### WORK TO BE COMPLETED
Using the data below, gather each line that includes the word "without".

### MATERIALS PROVIDED
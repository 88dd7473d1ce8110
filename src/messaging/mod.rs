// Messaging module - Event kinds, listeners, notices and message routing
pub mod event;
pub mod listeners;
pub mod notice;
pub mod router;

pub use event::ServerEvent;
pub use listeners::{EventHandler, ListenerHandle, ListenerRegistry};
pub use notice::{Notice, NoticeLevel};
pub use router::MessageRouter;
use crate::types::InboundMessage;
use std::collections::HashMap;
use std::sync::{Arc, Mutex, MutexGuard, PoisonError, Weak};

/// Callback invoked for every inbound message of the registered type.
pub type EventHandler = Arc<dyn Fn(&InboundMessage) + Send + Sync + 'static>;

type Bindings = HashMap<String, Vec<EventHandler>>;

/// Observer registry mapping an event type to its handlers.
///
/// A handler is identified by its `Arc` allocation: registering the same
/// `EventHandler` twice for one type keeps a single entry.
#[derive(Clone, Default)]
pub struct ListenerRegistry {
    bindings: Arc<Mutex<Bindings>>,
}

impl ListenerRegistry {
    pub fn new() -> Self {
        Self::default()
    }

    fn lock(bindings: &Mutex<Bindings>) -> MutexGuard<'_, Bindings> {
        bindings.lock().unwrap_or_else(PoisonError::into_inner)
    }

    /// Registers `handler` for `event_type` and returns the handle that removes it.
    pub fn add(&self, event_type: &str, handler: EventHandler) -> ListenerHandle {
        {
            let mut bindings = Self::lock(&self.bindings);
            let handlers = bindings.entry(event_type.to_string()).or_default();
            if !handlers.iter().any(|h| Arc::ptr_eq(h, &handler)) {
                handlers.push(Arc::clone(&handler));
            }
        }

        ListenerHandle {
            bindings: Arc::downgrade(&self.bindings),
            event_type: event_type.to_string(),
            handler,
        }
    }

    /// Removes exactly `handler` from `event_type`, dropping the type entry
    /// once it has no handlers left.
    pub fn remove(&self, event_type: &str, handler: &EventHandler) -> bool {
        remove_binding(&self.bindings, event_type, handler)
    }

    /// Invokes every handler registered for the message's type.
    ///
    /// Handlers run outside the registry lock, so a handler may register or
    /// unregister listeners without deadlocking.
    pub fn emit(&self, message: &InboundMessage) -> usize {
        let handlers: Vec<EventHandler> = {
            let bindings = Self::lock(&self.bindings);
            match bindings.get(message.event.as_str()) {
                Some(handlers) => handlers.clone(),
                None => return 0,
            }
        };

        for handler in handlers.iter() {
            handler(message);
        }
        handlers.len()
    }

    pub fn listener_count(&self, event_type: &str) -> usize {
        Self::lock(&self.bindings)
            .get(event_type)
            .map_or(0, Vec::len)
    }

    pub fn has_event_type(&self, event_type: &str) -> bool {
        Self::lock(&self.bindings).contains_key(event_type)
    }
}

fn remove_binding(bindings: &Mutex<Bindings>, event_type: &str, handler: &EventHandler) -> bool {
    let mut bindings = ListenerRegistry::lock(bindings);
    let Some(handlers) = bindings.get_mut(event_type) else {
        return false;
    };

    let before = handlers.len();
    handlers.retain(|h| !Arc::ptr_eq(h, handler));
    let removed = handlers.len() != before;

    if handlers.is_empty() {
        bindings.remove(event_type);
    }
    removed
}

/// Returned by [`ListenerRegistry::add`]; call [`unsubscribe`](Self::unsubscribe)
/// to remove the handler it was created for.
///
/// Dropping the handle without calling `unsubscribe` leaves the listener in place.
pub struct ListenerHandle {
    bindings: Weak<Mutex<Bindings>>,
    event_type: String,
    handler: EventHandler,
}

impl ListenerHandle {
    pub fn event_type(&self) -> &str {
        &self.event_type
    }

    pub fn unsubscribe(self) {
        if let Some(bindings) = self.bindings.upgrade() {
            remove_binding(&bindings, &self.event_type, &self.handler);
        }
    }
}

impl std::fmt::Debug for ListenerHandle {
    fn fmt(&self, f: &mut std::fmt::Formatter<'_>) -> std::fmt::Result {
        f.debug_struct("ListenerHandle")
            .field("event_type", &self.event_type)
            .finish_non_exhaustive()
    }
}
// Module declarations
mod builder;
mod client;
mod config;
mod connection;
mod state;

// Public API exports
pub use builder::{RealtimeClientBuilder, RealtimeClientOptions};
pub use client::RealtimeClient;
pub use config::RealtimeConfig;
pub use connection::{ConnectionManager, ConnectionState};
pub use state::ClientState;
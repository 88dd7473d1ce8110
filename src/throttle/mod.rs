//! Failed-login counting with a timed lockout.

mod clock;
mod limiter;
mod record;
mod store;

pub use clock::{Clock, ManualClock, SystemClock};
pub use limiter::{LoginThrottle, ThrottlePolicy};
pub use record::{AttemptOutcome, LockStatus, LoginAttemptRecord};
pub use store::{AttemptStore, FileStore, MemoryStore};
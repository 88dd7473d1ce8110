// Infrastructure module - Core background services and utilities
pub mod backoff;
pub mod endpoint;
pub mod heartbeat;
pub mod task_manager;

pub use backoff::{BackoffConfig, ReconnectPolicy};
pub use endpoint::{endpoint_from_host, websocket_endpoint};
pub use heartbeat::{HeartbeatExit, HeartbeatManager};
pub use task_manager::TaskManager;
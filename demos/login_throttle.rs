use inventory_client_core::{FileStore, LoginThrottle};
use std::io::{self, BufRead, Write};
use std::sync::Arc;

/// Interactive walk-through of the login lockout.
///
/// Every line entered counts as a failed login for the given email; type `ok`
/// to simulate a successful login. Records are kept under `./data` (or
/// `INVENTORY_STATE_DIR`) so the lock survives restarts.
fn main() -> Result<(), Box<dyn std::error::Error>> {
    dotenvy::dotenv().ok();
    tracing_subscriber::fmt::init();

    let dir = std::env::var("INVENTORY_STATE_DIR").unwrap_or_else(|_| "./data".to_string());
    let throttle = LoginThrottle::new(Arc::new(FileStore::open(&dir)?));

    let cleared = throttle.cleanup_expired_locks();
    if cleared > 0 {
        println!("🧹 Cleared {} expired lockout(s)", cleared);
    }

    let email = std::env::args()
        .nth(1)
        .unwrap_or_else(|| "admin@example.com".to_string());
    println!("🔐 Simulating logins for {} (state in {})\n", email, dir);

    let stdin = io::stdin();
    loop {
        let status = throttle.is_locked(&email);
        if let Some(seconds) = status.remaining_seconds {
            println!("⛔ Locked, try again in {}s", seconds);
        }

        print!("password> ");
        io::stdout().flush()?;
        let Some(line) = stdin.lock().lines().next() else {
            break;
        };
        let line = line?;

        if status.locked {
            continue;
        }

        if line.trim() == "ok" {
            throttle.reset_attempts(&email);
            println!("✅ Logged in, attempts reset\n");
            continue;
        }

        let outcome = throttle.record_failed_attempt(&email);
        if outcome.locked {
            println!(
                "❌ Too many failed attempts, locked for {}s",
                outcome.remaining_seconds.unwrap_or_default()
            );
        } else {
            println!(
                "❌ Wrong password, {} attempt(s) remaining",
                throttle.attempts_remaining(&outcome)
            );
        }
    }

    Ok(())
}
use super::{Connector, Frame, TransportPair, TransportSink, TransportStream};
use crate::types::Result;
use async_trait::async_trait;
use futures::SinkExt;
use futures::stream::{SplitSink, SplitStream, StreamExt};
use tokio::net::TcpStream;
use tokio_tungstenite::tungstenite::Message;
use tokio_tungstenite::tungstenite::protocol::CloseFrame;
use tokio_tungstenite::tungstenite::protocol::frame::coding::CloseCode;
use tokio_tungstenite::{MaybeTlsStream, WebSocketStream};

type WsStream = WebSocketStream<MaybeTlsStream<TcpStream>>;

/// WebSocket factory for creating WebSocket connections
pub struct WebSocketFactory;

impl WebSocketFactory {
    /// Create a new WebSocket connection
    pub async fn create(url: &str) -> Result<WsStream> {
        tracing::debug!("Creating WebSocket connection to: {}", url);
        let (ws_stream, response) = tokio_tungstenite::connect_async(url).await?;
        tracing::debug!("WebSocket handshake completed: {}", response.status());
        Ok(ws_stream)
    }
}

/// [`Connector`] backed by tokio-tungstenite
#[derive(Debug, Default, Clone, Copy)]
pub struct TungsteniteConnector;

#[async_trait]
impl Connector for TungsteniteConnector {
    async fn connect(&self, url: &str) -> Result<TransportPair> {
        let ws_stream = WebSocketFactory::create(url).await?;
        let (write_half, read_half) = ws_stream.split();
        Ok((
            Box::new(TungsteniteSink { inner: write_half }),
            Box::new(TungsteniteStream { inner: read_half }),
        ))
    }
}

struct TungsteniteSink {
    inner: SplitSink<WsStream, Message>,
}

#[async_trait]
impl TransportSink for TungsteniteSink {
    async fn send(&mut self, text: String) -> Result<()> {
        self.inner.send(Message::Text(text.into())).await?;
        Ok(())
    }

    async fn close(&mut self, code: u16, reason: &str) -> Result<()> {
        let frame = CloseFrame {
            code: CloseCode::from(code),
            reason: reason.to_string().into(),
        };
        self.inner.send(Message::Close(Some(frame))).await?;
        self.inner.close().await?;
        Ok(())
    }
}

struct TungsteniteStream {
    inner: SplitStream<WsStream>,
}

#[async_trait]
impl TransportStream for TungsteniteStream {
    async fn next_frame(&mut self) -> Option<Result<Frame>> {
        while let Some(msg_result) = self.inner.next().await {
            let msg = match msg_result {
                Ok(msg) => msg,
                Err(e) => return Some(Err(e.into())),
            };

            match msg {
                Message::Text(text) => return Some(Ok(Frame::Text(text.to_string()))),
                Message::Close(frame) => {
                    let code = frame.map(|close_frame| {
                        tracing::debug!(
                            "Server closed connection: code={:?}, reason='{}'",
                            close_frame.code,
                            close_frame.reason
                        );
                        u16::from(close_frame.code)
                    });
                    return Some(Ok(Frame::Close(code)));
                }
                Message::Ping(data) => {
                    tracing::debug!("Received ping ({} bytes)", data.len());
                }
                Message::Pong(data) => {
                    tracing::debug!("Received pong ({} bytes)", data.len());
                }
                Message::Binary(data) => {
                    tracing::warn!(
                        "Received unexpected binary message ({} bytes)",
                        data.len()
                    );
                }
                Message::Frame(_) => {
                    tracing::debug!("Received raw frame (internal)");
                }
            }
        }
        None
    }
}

### THE COMPLETED TASK
    /// unregister listeners without deadlocking.
/// Dropping the handle without calling `unsubscribe` leaves the listener in place.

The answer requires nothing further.